I hope that in some way this has touched or helped you. I hope that my journey will be one that will encourage you to walk . . . chin up!
35
Ready or Not
Man of Sorrows! What a name
For the So
n of God, who came
Ruined sinners to reclaim
Hallelujah! What a Savior!
Philip Bliss,
“Hallelujah! What a Savior!”
Shattered dreams are never random. They are always a piece in a larger puzzle, a chapter in a larger story. The Holy Spirit uses the pain of shattered dreams to help us discover our desire for God, to help us begin dreaming the highest dream. They are ordained opportunities for the Spirit to awaken, then to satisfy our highest dream.
Larry Crabb
Now it is required that those who have been
given a trust must prove faithful.
1 Corinthians 4:2
April 12, 2009
Easter is here whether I am ready or not. By the time I push the button to post this blog, it will be officially past midnight and it will be Easter Sunday.

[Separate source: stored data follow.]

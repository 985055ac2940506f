use std::borrow::Borrow;
use std::collections::HashMap;
use std::fmt::Display;
use std::hash::Hash;
use std::net::SocketAddr;
use std::path::PathBuf;
use std::time::Duration;

use anyhow::{anyhow, Result};
use configparser::ini::{Ini, IniDefault};
use tracing::level_filters::LevelFilter;

pub(super) trait ConfigSection {
    type Key;
    type Value;

    fn take_value<T, K: ?Sized>(&mut self, key: &K) -> Result<T>
        where
            String: Borrow<K>,
            T: TryFromConfig<Self::Value>,
            K: Hash + Eq + Display;

    fn take_opt_value<T, K: ?Sized>(&mut self, key: &K) -> Option<T>
        where
            String: Borrow<K>,
            T: TryFromConfig<Self::Value>,
            K: Hash + Eq + Display;

    fn take_multi_value<T, K: ?Sized>(&mut self, key: &K) -> Result<Vec<T>>
        where
            String: Borrow<K>,
            T: TryFromConfig<Self::Value>,
            K: Hash + Eq + Display;
}

impl ConfigSection for HashMap<String, Option<String>> {
    type Key = String;
    type Value = String;

    fn take_value<T, K: ?Sized>(&mut self, key: &K) -> Result<T>
        where
            String: Borrow<K>,
            T: TryFromConfig<Self::Value>,
            K: Hash + Eq + Display
    {
        self.remove(key)
            .flatten()
            .and_then(|v| T::try_from_config(v).ok())
            .ok_or(anyhow!("couldn't take value of key: {}", key))
    }

    fn take_opt_value<T, K: ?Sized>(&mut self, key: &K) -> Option<T>
        where
            String: Borrow<K>,
            T: TryFromConfig<Self::Value>,
            K: Hash + Eq + Display
    {
        self.remove(key)
            .flatten()
            .and_then(|v| T::try_from_config(v).ok())
    }

    fn take_multi_value<T, K: ?Sized>(&mut self, key: &K) -> Result<Vec<T>>
    where
        String: Borrow<K>,
        T: TryFromConfig<Self::Value>,
        K: Hash + Eq + Display
    {
        let val_string_opt = self.remove(key).flatten();
        let mut vec = Vec::new();
        let Some(vals_string) = val_string_opt else {
            return Ok(vec);
        };
        for val_str in vals_string.split_terminator(',') {
            let val = T::try_from_config(val_str.trim().to_owned())?;
            vec.push(val);
        }
        Ok(vec)
    }
}

pub(super) trait HasConfigSection {
    type ConfigSection: ConfigSection;

    fn take_section(&mut self, section_name: &str) -> Option<Self::ConfigSection>;

    fn try_take_section(&mut self, section_name: &str) -> Result<Self::ConfigSection>;
}

impl HasConfigSection for HashMap<String, HashMap<String, Option<String>>> {
    type ConfigSection = HashMap<String, Option<String>>;

    fn take_section(&mut self, section_name: &str) -> Option<Self::ConfigSection> {
        self.remove(section_name)
    }

    fn try_take_section(&mut self, section_name: &str) -> Result<Self::ConfigSection> {
        self.remove(section_name).ok_or(anyhow!("section [{}] not found", section_name))
    }
}

pub(super) trait TryFromConfig<T> where Self: Sized {
    fn try_from_config(value: T) -> Result<Self>;
}

impl TryFromConfig<String> for bool {
    fn try_from_config(value: String) -> Result<Self> {
        Ok(value.parse()?)
    }
}

impl TryFromConfig<String> for usize {
    fn try_from_config(value: String) -> Result<Self> {
        Ok(value.parse()?)
    }
}

impl TryFromConfig<String> for Duration {
    fn try_from_config(value: String) -> Result<Self> {
        Ok(Duration::from_secs(value.parse()?))
    }
}

impl TryFromConfig<String> for PathBuf {
    fn try_from_config(value: String) -> Result<Self> {
        Ok(value.parse()?)
    }
}

impl TryFromConfig<String> for String {
    fn try_from_config(value: String) -> Result<Self> {
        Ok(value)
    }
}

impl TryFromConfig<String> for SocketAddr {
    fn try_from_config(value: String) -> Result<Self> {
        Ok(value.trim().parse()?)
    }
}

impl TryFromConfig<String> for LevelFilter {
    fn try_from_config(value: String) -> Result<Self> {
        Ok(value.parse()?)
    }
}

pub(super) fn get_parser() -> Ini {
    let mut ini_default = IniDefault::default();
    ini_default.default_section = "rusty-duct".to_string();
    ini_default.comment_symbols = vec!['#'];
    ini_default.delimiters = vec!['='];
    Ini::new_from_defaults(ini_default)
}

#[cfg(test)]
mod tests {
    use super::*;

    #[test]
    fn parse_scalar_values() {
        assert!(bool::try_from_config("true".to_string()).is_ok());
        assert!(SocketAddr::try_from_config("127.0.0.1:4000".to_string()).is_ok());
        assert!(SocketAddr::try_from_config("[::1]:4000".to_string()).is_ok());
        assert!(SocketAddr::try_from_config("four20".to_string()).is_err());
        assert_eq!(
            Duration::try_from_config("5".to_string()).ok(),
            Some(Duration::from_secs(5))
        );
    }
}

This year, I didn’t do the official Easter shopping outing where the little girls get new dresses, nor did any of the eggs get colored (plastic will do this year, right?). For that matter, the official Chapman Easter baskets were left in the attic and I didn’t make it to the store to buy the Easter candy.
Easter just kind of snuck up on me. I knew it was coming, but somehow I thought if I didn’t look, it would go right on by without much pain. I think I was mistaken.
Definitely a different Easter. All of us Chapmans spread out and not together. It is mostly different, though, because of one little squinty-eyed girl who made this family complete with her belly giggle and her infectious personality . . . truly a silly, silly goober!
She is painfully missed, and the hole that is left in her absence is one that is the shape of her and her alone. No one else can fill the empty place that Maria left. While I’ve been reflecting on that, however, I began to think again of Easter and what all it represents.
Until now, Christmas has always been my favorite holiday to celebrate. Why wouldn’t it be? Presents to each other, and Christ as a baby – the present to the world so that we could be saved! A beautiful holiday filled with so much joy, expectation, and celebration. Everything we celebrate at Christmas is really in the form of a present, nicely wrapped with a beautiful bow . . . but without Easter, Christmas would be just another day.